-- INSTRUCTIONS FOR THE TASK --
Below are the entries. Transcribe exactly the lines from the one with "have == c.as_str()))" through the one with "let mut out = Vec::new();", ends included, and leave out all others.

-- AVAILABLE DATA --
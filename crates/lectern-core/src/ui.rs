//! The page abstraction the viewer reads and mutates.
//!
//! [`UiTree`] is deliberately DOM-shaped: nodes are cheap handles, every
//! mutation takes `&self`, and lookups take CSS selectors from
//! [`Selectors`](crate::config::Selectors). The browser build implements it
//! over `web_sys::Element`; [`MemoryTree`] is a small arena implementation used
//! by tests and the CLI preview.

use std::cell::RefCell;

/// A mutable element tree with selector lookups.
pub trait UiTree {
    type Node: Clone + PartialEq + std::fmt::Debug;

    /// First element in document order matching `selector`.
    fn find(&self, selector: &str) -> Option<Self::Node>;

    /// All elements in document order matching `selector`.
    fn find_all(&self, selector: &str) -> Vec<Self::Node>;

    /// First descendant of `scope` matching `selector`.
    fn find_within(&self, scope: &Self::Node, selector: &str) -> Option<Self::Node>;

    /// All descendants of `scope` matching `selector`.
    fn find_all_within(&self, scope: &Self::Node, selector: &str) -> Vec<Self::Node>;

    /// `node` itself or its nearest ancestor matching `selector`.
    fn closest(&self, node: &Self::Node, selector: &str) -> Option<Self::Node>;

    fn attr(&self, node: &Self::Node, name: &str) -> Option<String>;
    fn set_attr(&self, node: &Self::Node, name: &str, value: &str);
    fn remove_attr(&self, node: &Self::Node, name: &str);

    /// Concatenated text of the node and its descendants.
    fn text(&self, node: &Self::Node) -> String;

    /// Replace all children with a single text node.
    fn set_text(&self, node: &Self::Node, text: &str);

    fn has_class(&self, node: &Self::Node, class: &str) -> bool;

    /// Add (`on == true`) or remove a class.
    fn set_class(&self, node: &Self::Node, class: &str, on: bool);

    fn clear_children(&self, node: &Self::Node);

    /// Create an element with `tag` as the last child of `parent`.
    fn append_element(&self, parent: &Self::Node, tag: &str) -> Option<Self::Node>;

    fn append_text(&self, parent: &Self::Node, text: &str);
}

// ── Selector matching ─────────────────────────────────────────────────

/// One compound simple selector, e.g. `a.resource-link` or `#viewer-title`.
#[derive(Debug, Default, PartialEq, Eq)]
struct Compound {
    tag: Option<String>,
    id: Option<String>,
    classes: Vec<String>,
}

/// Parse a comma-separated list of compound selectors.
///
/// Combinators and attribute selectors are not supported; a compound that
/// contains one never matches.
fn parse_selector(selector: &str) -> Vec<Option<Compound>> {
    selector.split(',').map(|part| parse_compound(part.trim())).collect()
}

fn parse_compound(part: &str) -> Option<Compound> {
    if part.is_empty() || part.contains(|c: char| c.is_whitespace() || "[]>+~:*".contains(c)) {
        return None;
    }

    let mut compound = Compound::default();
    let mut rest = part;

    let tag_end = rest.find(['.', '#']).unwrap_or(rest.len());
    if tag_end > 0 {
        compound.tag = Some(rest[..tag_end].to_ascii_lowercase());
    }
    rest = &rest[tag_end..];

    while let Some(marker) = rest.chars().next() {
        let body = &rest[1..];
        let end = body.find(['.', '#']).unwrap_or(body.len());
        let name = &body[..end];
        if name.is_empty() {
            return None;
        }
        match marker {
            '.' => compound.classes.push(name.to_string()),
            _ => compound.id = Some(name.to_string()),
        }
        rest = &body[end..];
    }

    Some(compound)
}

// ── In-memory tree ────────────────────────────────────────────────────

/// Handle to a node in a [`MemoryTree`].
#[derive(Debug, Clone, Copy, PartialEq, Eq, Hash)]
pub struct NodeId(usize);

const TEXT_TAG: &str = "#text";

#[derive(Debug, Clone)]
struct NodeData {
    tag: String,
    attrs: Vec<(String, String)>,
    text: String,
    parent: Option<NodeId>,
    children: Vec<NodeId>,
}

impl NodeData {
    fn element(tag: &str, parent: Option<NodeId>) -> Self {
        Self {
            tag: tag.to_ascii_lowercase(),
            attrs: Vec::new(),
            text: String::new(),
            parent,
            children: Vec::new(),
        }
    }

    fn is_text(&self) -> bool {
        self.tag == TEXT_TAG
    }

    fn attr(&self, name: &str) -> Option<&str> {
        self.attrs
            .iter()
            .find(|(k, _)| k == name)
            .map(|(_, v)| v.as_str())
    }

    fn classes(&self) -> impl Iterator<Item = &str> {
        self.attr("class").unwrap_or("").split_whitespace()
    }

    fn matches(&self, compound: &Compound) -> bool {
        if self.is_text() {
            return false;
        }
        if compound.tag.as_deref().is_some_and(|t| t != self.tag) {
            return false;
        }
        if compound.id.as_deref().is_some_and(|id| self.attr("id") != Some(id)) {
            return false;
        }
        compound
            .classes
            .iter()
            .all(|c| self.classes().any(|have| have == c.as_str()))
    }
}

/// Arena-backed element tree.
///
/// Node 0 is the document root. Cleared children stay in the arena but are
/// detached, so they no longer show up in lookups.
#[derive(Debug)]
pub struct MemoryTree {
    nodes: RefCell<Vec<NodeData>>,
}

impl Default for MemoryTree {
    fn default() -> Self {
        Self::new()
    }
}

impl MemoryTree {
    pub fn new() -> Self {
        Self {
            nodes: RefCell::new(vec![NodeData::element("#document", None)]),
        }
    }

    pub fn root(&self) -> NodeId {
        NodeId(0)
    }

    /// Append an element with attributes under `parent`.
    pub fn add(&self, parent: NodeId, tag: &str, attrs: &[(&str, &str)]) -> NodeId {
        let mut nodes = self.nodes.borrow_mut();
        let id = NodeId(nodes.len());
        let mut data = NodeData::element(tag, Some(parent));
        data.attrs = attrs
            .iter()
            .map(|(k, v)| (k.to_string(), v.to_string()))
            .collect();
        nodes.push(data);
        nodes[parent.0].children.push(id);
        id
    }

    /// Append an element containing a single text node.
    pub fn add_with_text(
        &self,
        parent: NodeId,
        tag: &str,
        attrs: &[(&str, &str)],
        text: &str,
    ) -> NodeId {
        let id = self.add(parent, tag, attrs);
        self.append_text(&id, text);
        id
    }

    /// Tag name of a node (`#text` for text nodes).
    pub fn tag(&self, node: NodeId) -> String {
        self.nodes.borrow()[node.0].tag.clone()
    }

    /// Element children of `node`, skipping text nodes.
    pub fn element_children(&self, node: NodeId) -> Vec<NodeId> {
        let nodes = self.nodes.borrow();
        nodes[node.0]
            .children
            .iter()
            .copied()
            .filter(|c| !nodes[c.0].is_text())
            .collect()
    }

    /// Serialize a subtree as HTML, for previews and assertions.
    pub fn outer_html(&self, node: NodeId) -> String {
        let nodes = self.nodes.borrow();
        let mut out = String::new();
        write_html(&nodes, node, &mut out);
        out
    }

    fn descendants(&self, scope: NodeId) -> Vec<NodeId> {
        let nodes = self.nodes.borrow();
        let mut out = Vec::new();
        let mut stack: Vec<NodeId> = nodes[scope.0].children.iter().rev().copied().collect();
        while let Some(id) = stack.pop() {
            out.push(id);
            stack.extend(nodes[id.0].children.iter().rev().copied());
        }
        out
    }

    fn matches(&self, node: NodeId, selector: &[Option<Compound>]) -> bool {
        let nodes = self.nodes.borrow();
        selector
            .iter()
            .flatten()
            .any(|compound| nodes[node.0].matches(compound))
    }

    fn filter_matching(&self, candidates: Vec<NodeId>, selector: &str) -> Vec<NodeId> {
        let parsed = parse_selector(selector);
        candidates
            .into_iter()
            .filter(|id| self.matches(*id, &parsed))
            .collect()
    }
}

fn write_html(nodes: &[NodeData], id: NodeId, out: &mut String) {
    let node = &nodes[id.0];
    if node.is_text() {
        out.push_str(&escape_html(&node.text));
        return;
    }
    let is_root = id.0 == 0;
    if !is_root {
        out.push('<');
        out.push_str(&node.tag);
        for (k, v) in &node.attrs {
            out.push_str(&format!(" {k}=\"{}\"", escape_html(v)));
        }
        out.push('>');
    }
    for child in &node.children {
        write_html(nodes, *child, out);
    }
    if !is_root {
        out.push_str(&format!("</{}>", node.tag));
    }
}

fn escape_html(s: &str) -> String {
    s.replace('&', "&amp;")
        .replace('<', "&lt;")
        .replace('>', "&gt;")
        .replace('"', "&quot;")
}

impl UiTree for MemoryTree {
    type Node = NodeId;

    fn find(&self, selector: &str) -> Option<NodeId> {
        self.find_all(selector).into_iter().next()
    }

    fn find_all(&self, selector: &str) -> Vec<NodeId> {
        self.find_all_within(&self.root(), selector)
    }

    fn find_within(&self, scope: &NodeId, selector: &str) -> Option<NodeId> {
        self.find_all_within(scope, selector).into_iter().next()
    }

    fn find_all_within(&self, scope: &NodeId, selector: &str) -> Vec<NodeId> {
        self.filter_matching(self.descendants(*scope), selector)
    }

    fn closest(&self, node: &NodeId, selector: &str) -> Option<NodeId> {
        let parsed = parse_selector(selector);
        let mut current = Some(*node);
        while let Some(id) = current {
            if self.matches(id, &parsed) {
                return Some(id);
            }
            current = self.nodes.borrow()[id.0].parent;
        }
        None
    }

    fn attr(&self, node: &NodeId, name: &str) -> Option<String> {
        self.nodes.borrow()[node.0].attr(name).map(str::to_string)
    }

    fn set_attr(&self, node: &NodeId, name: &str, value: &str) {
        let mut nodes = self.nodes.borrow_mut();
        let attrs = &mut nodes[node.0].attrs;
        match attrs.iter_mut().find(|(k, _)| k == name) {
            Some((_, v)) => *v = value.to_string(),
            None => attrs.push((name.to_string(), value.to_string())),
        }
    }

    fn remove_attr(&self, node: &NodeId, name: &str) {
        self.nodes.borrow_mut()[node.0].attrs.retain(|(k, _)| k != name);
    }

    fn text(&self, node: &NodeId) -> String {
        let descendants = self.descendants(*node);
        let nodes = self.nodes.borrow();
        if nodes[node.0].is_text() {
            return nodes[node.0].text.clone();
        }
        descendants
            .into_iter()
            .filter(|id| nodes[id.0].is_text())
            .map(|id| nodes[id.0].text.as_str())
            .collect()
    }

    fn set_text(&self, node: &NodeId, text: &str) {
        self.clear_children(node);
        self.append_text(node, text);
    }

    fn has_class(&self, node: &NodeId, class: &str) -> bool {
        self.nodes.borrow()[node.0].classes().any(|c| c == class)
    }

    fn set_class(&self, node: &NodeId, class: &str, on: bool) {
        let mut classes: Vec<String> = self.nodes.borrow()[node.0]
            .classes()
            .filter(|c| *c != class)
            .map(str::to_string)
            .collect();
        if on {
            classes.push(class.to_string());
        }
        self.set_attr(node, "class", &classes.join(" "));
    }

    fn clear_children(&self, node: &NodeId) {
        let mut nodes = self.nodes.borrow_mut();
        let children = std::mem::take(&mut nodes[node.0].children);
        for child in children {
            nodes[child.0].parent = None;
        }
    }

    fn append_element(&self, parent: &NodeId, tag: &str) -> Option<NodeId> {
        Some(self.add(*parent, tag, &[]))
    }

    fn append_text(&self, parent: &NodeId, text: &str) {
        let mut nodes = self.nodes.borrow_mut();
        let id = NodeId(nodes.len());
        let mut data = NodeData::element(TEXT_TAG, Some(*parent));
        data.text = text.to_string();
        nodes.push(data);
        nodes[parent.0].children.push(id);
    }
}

-- YOUR SOLUTION --
            .all(|c| self.classes().any(|have| have == c.as_str()))
    }
}

/// Arena-backed element tree.
///
/// Node 0 is the document root. Cleared children stay in the arena but are
/// detached, so they no longer show up in lookups.
#[derive(Debug)]
pub struct MemoryTree {
    nodes: RefCell<Vec<NodeData>>,
}

impl Default for MemoryTree {
    fn default() -> Self {
        Self::new()
    }
}

impl MemoryTree {
    pub fn new() -> Self {
        Self {
            nodes: RefCell::new(vec![NodeData::element("#document", None)]),
        }
    }

    pub fn root(&self) -> NodeId {
        NodeId(0)
    }

    /// Append an element with attributes under `parent`.
    pub fn add(&self, parent: NodeId, tag: &str, attrs: &[(&str, &str)]) -> NodeId {
        let mut nodes = self.nodes.borrow_mut();
        let id = NodeId(nodes.len());
        let mut data = NodeData::element(tag, Some(parent));
        data.attrs = attrs
            .iter()
            .map(|(k, v)| (k.to_string(), v.to_string()))
            .collect();
        nodes.push(data);
        nodes[parent.0].children.push(id);
        id
    }

    /// Append an element containing a single text node.
    pub fn add_with_text(
        &self,
        parent: NodeId,
        tag: &str,
        attrs: &[(&str, &str)],
        text: &str,
    ) -> NodeId {
        let id = self.add(parent, tag, attrs);
        self.append_text(&id, text);
        id
    }

    /// Tag name of a node (`#text` for text nodes).
    pub fn tag(&self, node: NodeId) -> String {
        self.nodes.borrow()[node.0].tag.clone()
    }

    /// Element children of `node`, skipping text nodes.
    pub fn element_children(&self, node: NodeId) -> Vec<NodeId> {
        let nodes = self.nodes.borrow();
        nodes[node.0]
            .children
            .iter()
            .copied()
            .filter(|c| !nodes[c.0].is_text())
            .collect()
    }

    /// Serialize a subtree as HTML, for previews and assertions.
    pub fn outer_html(&self, node: NodeId) -> String {
        let nodes = self.nodes.borrow();
        let mut out = String::new();
        write_html(&nodes, node, &mut out);
        out
    }

    fn descendants(&self, scope: NodeId) -> Vec<NodeId> {
        let nodes = self.nodes.borrow();
        let mut out = Vec::new();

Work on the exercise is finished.